Candy-Topped Peanut Butter Cookie Pizza
- Prep Time: 30 min
- Cook Time: 15 min
- Ready Time: 50 min
- Yield: 15 inch cookie pizza
- 1 cup Crisco® Butter Flavor All-Vegetable Shortening
- OR 1 stick Crisco® Baking Sticks Butter Flavor All-Vegetable Shortening
- 1 1/4 cups granulated sugar, divided
- 1 cup packed dark brown sugar
- 1 cup Jif® Creamy Peanut Butter
- 2 large eggs
- 1 teaspoon baking soda
- 1 teaspoon vanilla extract
- 1/2 teaspoon salt
- 2 cups Pillsbury BEST™ All Purpose Flour
- 2 cups quick oats, uncooked
- 2 cups (12 oz. pkg.) milk chocolate chips
- 1/4 cup Crisco® Butter Flavor All-Vegetable Shortening
- OR 1/4 stick Crisco® Baking Sticks Butter Flavor All-Vegetable Shortening
- Gummy bears, small pieces of gumdrops, mini chocolate chips, candy coated chocolate pieces, chopped peanuts, flaked coconut, candied cherries, slivered almonds, miniature marshmallows, candy corn, cashews, raisins
- 1 cup (6 oz. pkg.) white chocolate chips
- HEAT oven to 350ºF.
- COMBINE 1 cup shortening, 1 cup sugar and brown sugar in bowl of electric mixer; beat at low speed until well blended.

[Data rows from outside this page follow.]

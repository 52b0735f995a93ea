use std::future::Future;
use std::time::Duration;

use rand::Rng;

use crate::error::SyncError;

const MAX_ATTEMPTS: u32 = 5;

/// Real exponential back-off with full jitter, replacing the source's
/// `executeWithBackoff` which returned on the first attempt despite its name
/// actually retry despite the name. Only `RateLimitExceeded` retries;
/// every other error is propagated on the first attempt.
pub async fn with_rate_limit_retry<F, Fut, T>(mut call: F) -> Result<T, SyncError>
where
    F: FnMut() -> Fut,
    Fut: Future<Output = Result<T, SyncError>>,
{
    let mut attempt = 0u32;
    loop {
        match call().await {
            Ok(value) => return Ok(value),
            Err(SyncError::RateLimitExceeded) if attempt + 1 < MAX_ATTEMPTS => {
                let delay = delay_for_attempt(attempt);
                tracing::debug!(attempt, delay_ms = delay.as_millis() as u64, "rate limited, backing off");
                tokio::time::sleep(delay).await;
                attempt += 1;
            }
            Err(SyncError::RateLimitExceeded) => return Err(SyncError::RateLimitExceeded),
            Err(other) => return Err(other),
        }
    }
}

fn delay_for_attempt(attempt: u32) -> Duration {
    let base_secs = 2u64.saturating_pow(attempt);
    let jitter_ms = rand::rng().random_range(0..1000u64);
    Duration::from_millis(base_secs * 1000 + jitter_ms)
}

#[cfg(test)]
mod tests {
    use super::*;
    use std::sync::atomic::{AtomicU32, Ordering};

    #[tokio::test]
    async fn succeeds_immediately_without_retry() {
        let calls = AtomicU32::new(0);
        let result = with_rate_limit_retry(|| {
            calls.fetch_add(1, Ordering::SeqCst);
            async { Ok::<_, SyncError>(42) }
        })
        .await;
        assert_eq!(result.unwrap(), 42);
        assert_eq!(calls.load(Ordering::SeqCst), 1);
    }

    #[tokio::test]
    async fn non_rate_limit_errors_do_not_retry() {
        let calls = AtomicU32::new(0);
        let result = with_rate_limit_retry(|| {
            calls.fetch_add(1, Ordering::SeqCst);
            async { Err::<(), _>(SyncError::ConnectionNotFound) }
        })
        .await;
        assert!(result.is_err());
        assert_eq!(calls.load(Ordering::SeqCst), 1);
    }

    #[tokio::test]
    async fn retries_rate_limit_until_cap_then_propagates() {
        let calls = AtomicU32::new(0);
        let result = with_rate_limit_retry(|| {
            calls.fetch_add(1, Ordering::SeqCst);
            async { Err::<(), _>(SyncError::RateLimitExceeded) }
        })
        .await;
        assert!(matches!(result, Err(SyncError::RateLimitExceeded)));
        assert_eq!(calls.load(Ordering::SeqCst), MAX_ATTEMPTS);
    }

    #[tokio::test]
    async fn eventually_succeeds_after_transient_rate_limit() {
        let calls = AtomicU32::new(0);
        let result = with_rate_limit_retry(|| {
            let n = calls.fetch_add(1, Ordering::SeqCst);
            async move {
                if n < 2 {
                    Err(SyncError::RateLimitExceeded)
                } else {
                    Ok(99)
                }
            }
        })
        .await;
        assert_eq!(result.unwrap(), 99);
        assert_eq!(calls.load(Ordering::SeqCst), 3);
    }
}
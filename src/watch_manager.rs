use chrono::{Duration, Utc};
use sqlx::PgPool;

use crate::config::Config;
use crate::crypto::TokenCipher;
use crate::error::SyncError;
use crate::models::Connection;
use crate::provider::{self, Provider};
use crate::store::connections;
use crate::sync_engine::incremental_sync::{self, IncrementalSyncOutcome};
use crate::token_manager::TokenManager;

pub struct WatchManager<'a> {
    pool: &'a PgPool,
    http: &'a reqwest::Client,
    cipher: &'a TokenCipher,
    config: &'a Config,
}

impl<'a> WatchManager<'a> {
    pub fn new(pool: &'a PgPool, http: &'a reqwest::Client, cipher: &'a TokenCipher, config: &'a Config) -> Self {
        Self { pool, http, cipher, config }
    }

    pub async fn install(&self, connection: &Connection) -> Result<(), SyncError> {
        let provider = Provider::parse(&connection.provider)?;
        let client = provider::client_for(
        provider,
        self.http.clone(),
        self.config.gmail_api_base.clone(),
        self.config.gmail_token_endpoint.clone(),
    );
        let token_manager = TokenManager::new(self.pool, self.cipher, self.config);
        let access_token = token_manager.ensure_fresh(connection, client.as_ref()).await?;

        let watch = client.watch(&access_token, &self.config.gmail_pubsub_topic).await?;
        connections::set_watch(self.pool, connection.id, &watch.resource_id, &watch.history_id, watch.expiration)
            .await?;
        Ok(())
    }

    /// Identical to `install` — providers typically expire watches in ~7
    /// days, so callers renew once under 24h remains.
    pub async fn renew(&self, connection: &Connection) -> Result<(), SyncError> {
        self.install(connection).await
    }

    pub fn is_expiring(connection: &Connection) -> bool {
        match connection.watch_expiration {
            Some(expiration) => expiration < Utc::now() + Duration::hours(24),
            None => true,
        }
    }

    /// Locates the owning connection by watch_resource_id and applies the
    /// delta since `watch_history_id` — the received id is only advisory
    /// The received id is only advisory, which makes duplicate/out-of-order
    /// push deliveries idempotent.
    pub async fn on_notification(
        &self,
        resource_id: &str,
        _received_history_id: &str,
    ) -> Result<Option<IncrementalSyncOutcome>, SyncError> {
        let connection = connections::find_by_watch_resource_id(self.pool, resource_id)
            .await?
            .ok_or(SyncError::ConnectionNotFound)?;

        let start_cursor = match &connection.watch_history_id {
            Some(id) => id.clone(),
            None => return Ok(None),
        };

        let provider = Provider::parse(&connection.provider)?;
        let client = provider::client_for(
        provider,
        self.http.clone(),
        self.config.gmail_api_base.clone(),
        self.config.gmail_token_endpoint.clone(),
    );
        let token_manager = TokenManager::new(self.pool, self.cipher, self.config);

        let outcome = incremental_sync::run(
            self.pool,
            client.as_ref(),
            &token_manager,
            &connection,
            &start_cursor,
            None,
        )
        .await?;

        if let IncrementalSyncOutcome::Applied { new_history_id, .. } = &outcome {
            connections::set_watch_history_id(self.pool, connection.id, new_history_id).await?;
        }

        if Self::is_expiring(&connection) {
            if let Err(e) = self.renew(&connection).await {
                tracing::warn!(connection_id = %connection.id, error = %e, "failed to renew watch on push activity");
            }
        }

        Ok(Some(outcome))
    }
}
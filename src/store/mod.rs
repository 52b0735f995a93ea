pub mod connections;
pub mod folders;
pub mod locks;
pub mod messages;
pub mod workers;

use sqlx::PgPool;

/// Thin handle over the connection pool. Every query in this module filters by
/// `user_id` explicitly — the pool credential is privileged, so tenant
/// isolation is this layer's job, not the database's.
#[derive(Clone)]
pub struct Store {
    pub pool: PgPool,
}

impl Store {
    pub fn new(pool: PgPool) -> Self {
        Self { pool }
    }
}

- ADD peanut butter, eggs, baking soda, vanilla and salt. Mix about 2 minutes or until well blended. Stir in flour and oats with spoon. Place remaining 1/4 cup sugar in small bowl.
- SHAPE dough into a flattened disc. Sprinkle all sides with sugar. Place disc on 15-inch pizza pan; press out to fill pan, creating a "crust" on the edge.
- BAKE 15 to 18 minutes (do not overbake). Cool 5 to 8 minutes on baking sheet.
- COMBINE chocolate chips and 1/4 cup shortening in microwave-safe measuring cup; microwave on MEDIUM (50% power) 2 to 3 minutes or until chips are shiny and soft (or melt on rangetop in small saucepan on very low heat). Stir until smooth.
- SPOON melted chocolate into center of cookie. Spread to inside edge. Sprinkle desired toppings over chocolate.
- TOP "pizza" as desired with any of the listed toppings.
- PLACE white chocolate chips in heavy resealable plastic bag. Seal. Microwave on MEDIUM (50% power). Knead bag after 1 minute. Repeat until smooth (or melt by placing in bowl of hot water). Cut pinpoint hole in corner of bag. Squeeze out and drizzle over cookie.
- CUT into wedges to serve.
Nutritional Information Per Serving
Serving Size (1 slice, 1/48 of recipe), Calories 210 (Calories from Fat 100), Total Fat 12g (Saturated Fat 4g, Trans Fat 0g), Cholesterol 10mg, Sodium 90mg, Total Carbohydrate 24g (Dietary Fiber 1g, Sugars 16g), Protein 3g; Percent Daily Value*: Vitamin A 2%, Vitamin C 0%, Calcium 2%, Iron 4%.
*Percent Daily Values are based on a 2,000 calorie diet.
* Ensure all recipe ingredients are gluten free by referencing the ingredient labels, as products may vary. If uncertain, contact the ingredient manufacturer.